━━━ SOURCE MATERIAL
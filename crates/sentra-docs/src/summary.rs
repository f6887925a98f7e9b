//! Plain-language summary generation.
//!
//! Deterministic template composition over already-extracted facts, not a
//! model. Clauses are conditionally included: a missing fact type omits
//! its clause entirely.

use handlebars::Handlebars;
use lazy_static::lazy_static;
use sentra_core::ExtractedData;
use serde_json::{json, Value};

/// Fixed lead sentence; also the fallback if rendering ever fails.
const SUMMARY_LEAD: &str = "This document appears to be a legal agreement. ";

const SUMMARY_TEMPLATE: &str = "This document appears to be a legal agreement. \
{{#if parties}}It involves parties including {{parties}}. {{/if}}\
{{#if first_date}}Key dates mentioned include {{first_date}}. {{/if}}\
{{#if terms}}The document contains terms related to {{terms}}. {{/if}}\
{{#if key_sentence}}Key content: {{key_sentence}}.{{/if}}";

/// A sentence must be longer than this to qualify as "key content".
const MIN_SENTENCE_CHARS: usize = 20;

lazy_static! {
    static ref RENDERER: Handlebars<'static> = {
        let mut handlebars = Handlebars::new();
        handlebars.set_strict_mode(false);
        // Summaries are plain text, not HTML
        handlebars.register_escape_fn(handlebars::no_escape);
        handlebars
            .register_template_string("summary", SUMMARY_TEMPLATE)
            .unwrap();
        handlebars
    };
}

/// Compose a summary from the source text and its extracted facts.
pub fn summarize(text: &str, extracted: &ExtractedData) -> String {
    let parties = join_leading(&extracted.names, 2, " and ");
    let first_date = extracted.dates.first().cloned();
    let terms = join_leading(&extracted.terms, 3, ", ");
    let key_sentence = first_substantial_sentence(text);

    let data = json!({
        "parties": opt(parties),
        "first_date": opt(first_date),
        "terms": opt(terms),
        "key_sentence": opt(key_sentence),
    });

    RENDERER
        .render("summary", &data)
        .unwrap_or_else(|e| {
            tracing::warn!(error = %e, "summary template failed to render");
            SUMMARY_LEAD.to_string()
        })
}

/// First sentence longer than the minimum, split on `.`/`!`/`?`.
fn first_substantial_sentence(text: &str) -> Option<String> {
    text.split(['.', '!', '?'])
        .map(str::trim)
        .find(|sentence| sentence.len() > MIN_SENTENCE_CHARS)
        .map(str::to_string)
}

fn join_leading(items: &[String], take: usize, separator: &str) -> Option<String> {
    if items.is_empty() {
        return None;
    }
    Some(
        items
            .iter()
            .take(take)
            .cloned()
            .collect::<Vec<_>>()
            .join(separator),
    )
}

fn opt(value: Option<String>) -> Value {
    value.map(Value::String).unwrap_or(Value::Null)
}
━━━━━━
━━━ SOURCE MATERIAL
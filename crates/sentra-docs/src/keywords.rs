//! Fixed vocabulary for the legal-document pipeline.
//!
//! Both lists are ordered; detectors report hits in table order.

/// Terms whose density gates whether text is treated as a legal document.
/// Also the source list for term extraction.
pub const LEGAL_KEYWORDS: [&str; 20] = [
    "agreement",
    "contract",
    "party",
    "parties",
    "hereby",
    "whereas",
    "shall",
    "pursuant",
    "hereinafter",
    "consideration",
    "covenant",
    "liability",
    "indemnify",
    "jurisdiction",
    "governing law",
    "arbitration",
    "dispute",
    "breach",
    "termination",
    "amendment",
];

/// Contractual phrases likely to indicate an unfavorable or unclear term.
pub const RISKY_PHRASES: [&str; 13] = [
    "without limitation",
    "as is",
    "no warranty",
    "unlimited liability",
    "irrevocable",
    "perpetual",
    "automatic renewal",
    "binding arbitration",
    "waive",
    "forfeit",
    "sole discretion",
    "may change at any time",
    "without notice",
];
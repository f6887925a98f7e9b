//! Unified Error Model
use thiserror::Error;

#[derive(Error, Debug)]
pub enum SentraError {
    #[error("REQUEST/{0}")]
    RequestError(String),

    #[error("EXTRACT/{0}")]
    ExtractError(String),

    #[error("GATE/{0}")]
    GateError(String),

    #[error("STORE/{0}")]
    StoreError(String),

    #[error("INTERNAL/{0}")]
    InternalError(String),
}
━━━━━━
━━━ SOURCE MATERIAL
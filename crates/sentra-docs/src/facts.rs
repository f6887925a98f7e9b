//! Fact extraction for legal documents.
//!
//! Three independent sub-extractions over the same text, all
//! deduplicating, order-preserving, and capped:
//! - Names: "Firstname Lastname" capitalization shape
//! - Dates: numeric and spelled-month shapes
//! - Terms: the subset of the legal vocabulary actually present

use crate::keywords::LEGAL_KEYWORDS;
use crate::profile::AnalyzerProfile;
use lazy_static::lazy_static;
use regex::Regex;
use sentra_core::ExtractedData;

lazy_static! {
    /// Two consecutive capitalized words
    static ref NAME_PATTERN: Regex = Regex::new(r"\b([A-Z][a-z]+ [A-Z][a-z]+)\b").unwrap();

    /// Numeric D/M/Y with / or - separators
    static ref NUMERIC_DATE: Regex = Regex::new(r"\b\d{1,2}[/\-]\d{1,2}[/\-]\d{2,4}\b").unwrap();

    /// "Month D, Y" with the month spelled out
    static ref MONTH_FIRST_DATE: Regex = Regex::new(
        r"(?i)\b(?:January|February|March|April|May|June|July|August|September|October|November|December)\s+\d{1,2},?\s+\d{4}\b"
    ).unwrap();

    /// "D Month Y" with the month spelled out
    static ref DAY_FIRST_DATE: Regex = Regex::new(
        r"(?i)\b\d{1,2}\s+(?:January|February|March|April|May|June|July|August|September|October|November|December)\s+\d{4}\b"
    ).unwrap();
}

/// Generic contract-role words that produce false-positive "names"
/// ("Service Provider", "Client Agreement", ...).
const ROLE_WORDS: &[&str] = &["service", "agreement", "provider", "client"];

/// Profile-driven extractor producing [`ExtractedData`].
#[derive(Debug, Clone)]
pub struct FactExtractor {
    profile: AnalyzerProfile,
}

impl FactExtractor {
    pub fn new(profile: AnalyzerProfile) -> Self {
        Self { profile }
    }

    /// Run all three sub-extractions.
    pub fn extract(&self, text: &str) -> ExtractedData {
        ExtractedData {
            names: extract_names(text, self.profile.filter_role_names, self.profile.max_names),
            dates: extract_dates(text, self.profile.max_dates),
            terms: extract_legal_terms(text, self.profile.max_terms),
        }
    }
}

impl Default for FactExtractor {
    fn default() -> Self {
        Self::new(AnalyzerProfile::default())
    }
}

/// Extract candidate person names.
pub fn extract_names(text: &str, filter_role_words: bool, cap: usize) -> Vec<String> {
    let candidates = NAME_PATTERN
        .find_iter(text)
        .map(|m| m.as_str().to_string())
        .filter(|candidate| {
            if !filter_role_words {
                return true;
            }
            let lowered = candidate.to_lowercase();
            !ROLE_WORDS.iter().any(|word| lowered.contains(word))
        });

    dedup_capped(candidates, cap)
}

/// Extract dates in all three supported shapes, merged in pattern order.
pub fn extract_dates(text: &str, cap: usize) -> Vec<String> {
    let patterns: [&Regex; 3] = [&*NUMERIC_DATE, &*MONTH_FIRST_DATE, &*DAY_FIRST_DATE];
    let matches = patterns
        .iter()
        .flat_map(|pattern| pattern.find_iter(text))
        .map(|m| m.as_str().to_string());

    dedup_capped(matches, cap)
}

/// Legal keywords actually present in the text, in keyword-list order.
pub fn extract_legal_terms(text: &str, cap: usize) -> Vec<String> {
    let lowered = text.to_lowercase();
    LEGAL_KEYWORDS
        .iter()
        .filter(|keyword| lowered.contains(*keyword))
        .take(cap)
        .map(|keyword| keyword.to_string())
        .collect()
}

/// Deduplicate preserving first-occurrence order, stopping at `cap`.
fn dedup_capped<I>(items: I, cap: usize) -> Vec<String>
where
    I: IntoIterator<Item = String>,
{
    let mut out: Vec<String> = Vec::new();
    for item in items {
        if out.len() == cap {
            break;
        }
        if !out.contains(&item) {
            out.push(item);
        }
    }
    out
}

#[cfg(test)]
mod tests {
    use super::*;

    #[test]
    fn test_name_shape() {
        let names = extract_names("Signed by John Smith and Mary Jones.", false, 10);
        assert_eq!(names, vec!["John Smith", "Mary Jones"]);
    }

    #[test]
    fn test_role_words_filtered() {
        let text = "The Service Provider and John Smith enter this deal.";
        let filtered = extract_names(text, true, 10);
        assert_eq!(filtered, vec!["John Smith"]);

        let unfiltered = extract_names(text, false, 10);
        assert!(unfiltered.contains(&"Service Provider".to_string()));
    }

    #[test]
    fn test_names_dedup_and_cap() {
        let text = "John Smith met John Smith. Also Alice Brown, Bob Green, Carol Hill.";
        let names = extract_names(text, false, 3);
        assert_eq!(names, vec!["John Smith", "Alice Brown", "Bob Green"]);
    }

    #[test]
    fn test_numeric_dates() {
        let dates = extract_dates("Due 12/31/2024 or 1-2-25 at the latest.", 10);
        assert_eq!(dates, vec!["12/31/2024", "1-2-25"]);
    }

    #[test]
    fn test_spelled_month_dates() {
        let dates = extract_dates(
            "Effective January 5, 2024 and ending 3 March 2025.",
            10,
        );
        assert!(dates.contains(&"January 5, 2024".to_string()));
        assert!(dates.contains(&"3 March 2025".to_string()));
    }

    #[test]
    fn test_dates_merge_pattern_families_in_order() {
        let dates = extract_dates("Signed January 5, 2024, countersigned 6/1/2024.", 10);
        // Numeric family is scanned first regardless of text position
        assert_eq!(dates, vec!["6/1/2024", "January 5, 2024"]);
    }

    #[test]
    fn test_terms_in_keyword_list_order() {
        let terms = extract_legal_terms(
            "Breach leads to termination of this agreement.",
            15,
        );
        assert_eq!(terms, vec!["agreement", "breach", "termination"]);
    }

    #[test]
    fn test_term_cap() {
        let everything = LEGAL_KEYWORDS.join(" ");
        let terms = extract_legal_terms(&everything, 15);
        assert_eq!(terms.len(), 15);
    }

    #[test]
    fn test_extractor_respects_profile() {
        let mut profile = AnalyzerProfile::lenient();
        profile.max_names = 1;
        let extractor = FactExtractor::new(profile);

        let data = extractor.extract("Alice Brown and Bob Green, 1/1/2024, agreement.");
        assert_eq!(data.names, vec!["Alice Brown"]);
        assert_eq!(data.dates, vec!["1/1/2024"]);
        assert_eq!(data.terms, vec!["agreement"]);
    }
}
━━━━━━
Please transcribe only the lines in the records above running from the line that has "its clause entirely." through the line that has "let mut handlebars", both included, exactly as they appear.

//! its clause entirely.

use handlebars::Handlebars;
use lazy_static::lazy_static;
use sentra_core::ExtractedData;
use serde_json::{json, Value};

/// Fixed lead sentence; also the fallback if rendering ever fails.
const SUMMARY_LEAD: &str = "This document appears to be a legal agreement. ";

const SUMMARY_TEMPLATE: &str = "This document appears to be a legal agreement. \
{{#if parties}}It involves parties including {{parties}}. {{/if}}\
{{#if first_date}}Key dates mentioned include {{first_date}}. {{/if}}\
{{#if terms}}The document contains terms related to {{terms}}. {{/if}}\
{{#if key_sentence}}Key content: {{key_sentence}}.{{/if}}";

/// A sentence must be longer than this to qualify as "key content".
const MIN_SENTENCE_CHARS: usize = 20;

lazy_static! {
    static ref RENDERER: Handlebars<'static> = {
        let mut handlebars = Handlebars::new();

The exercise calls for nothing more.